> **INSTRUCTIONS FOR THE TASK**
Repeat exactly the lines from the start of the entries below through the line containing "pub enum OiError". Omit the rest.

Saved entries:

* * *

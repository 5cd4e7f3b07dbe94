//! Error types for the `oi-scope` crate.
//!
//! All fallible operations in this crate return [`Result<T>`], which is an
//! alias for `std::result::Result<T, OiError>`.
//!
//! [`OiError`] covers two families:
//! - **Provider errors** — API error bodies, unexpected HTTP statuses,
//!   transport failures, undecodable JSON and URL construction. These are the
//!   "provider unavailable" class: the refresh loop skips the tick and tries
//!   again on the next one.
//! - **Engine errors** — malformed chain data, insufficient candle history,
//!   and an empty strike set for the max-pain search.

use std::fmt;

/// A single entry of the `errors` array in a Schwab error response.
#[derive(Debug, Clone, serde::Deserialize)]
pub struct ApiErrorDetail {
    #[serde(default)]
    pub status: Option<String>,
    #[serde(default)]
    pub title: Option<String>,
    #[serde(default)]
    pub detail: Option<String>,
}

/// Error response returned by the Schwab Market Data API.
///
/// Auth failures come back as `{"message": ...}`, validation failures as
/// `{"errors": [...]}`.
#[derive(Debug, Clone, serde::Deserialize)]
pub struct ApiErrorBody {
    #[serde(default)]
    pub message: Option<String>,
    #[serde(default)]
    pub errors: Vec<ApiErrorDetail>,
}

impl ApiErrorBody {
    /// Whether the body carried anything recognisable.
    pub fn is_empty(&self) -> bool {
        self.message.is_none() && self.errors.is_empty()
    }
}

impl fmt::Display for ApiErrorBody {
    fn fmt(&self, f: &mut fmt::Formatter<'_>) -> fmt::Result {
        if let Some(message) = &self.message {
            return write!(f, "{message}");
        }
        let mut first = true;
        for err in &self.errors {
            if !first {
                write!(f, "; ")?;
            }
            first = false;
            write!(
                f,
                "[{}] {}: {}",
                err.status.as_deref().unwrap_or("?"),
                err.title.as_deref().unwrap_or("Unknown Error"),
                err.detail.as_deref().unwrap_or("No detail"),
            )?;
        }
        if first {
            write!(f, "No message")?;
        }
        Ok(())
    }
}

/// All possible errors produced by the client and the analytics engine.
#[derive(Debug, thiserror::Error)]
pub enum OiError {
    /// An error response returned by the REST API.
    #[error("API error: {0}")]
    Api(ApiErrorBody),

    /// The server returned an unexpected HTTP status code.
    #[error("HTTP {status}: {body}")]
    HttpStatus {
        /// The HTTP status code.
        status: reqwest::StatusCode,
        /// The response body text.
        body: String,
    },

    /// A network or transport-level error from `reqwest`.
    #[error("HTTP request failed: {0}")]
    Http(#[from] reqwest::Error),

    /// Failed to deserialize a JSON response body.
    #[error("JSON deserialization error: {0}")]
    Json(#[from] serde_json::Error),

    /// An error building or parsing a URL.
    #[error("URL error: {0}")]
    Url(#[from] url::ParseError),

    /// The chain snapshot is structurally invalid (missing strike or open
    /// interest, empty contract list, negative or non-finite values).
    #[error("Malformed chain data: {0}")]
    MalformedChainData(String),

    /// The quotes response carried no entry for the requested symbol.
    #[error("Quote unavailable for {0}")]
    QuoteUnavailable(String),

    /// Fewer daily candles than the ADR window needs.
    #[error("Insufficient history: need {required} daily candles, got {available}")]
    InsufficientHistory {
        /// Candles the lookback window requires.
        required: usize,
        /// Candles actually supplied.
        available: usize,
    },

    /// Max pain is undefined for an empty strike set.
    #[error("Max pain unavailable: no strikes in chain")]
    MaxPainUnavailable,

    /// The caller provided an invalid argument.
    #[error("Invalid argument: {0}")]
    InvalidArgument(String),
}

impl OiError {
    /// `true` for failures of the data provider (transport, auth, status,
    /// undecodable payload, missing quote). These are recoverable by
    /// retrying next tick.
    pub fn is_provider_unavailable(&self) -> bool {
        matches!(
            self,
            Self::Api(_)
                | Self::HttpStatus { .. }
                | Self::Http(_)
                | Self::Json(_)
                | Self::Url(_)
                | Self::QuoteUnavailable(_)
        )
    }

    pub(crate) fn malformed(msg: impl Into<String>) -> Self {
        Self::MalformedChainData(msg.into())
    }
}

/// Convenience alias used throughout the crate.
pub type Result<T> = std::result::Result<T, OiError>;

* * *

> **ANSWER BOX**
repository 5cd4e7f3b07dbe94
//! Error types for the `oi-scope` crate.
//!
//! All fallible operations in this crate return [`Result<T>`], which is an
//! alias for `std::result::Result<T, OiError>`.
//!
//! [`OiError`] covers two families:
//! - **Provider errors** — API error bodies, unexpected HTTP statuses,
//!   transport failures, undecodable JSON and URL construction. These are the
//!   "provider unavailable" class: the refresh loop skips the tick and tries
//!   again on the next one.
//! - **Engine errors** — malformed chain data, insufficient candle history,
//!   and an empty strike set for the max-pain search.

use std::fmt;

/// A single entry of the `errors` array in a Schwab error response.
#[derive(Debug, Clone, serde::Deserialize)]
pub struct ApiErrorDetail {
    #[serde(default)]
    pub status: Option<String>,
    #[serde(default)]
    pub title: Option<String>,
    #[serde(default)]
    pub detail: Option<String>,
}

/// Error response returned by the Schwab Market Data API.
///
/// Auth failures come back as `{"message": ...}`, validation failures as
/// `{"errors": [...]}`.
#[derive(Debug, Clone, serde::Deserialize)]
pub struct ApiErrorBody {
    #[serde(default)]
    pub message: Option<String>,
    #[serde(default)]
    pub errors: Vec<ApiErrorDetail>,
}

impl ApiErrorBody {
    /// Whether the body carried anything recognisable.
    pub fn is_empty(&self) -> bool {
        self.message.is_none() && self.errors.is_empty()
    }
}

impl fmt::Display for ApiErrorBody {
    fn fmt(&self, f: &mut fmt::Formatter<'_>) -> fmt::Result {
        if let Some(message) = &self.message {
            return write!(f, "{message}");
        }
        let mut first = true;
        for err in &self.errors {
            if !first {
                write!(f, "; ")?;
            }
            first = false;
            write!(
                f,
                "[{}] {}: {}",
                err.status.as_deref().unwrap_or("?"),
                err.title.as_deref().unwrap_or("Unknown Error"),
                err.detail.as_deref().unwrap_or("No detail"),
            )?;
        }
        if first {
            write!(f, "No message")?;
        }
        Ok(())
    }
}

/// All possible errors produced by the client and the analytics engine.
#[derive(Debug, thiserror::Error)]
pub enum OiError {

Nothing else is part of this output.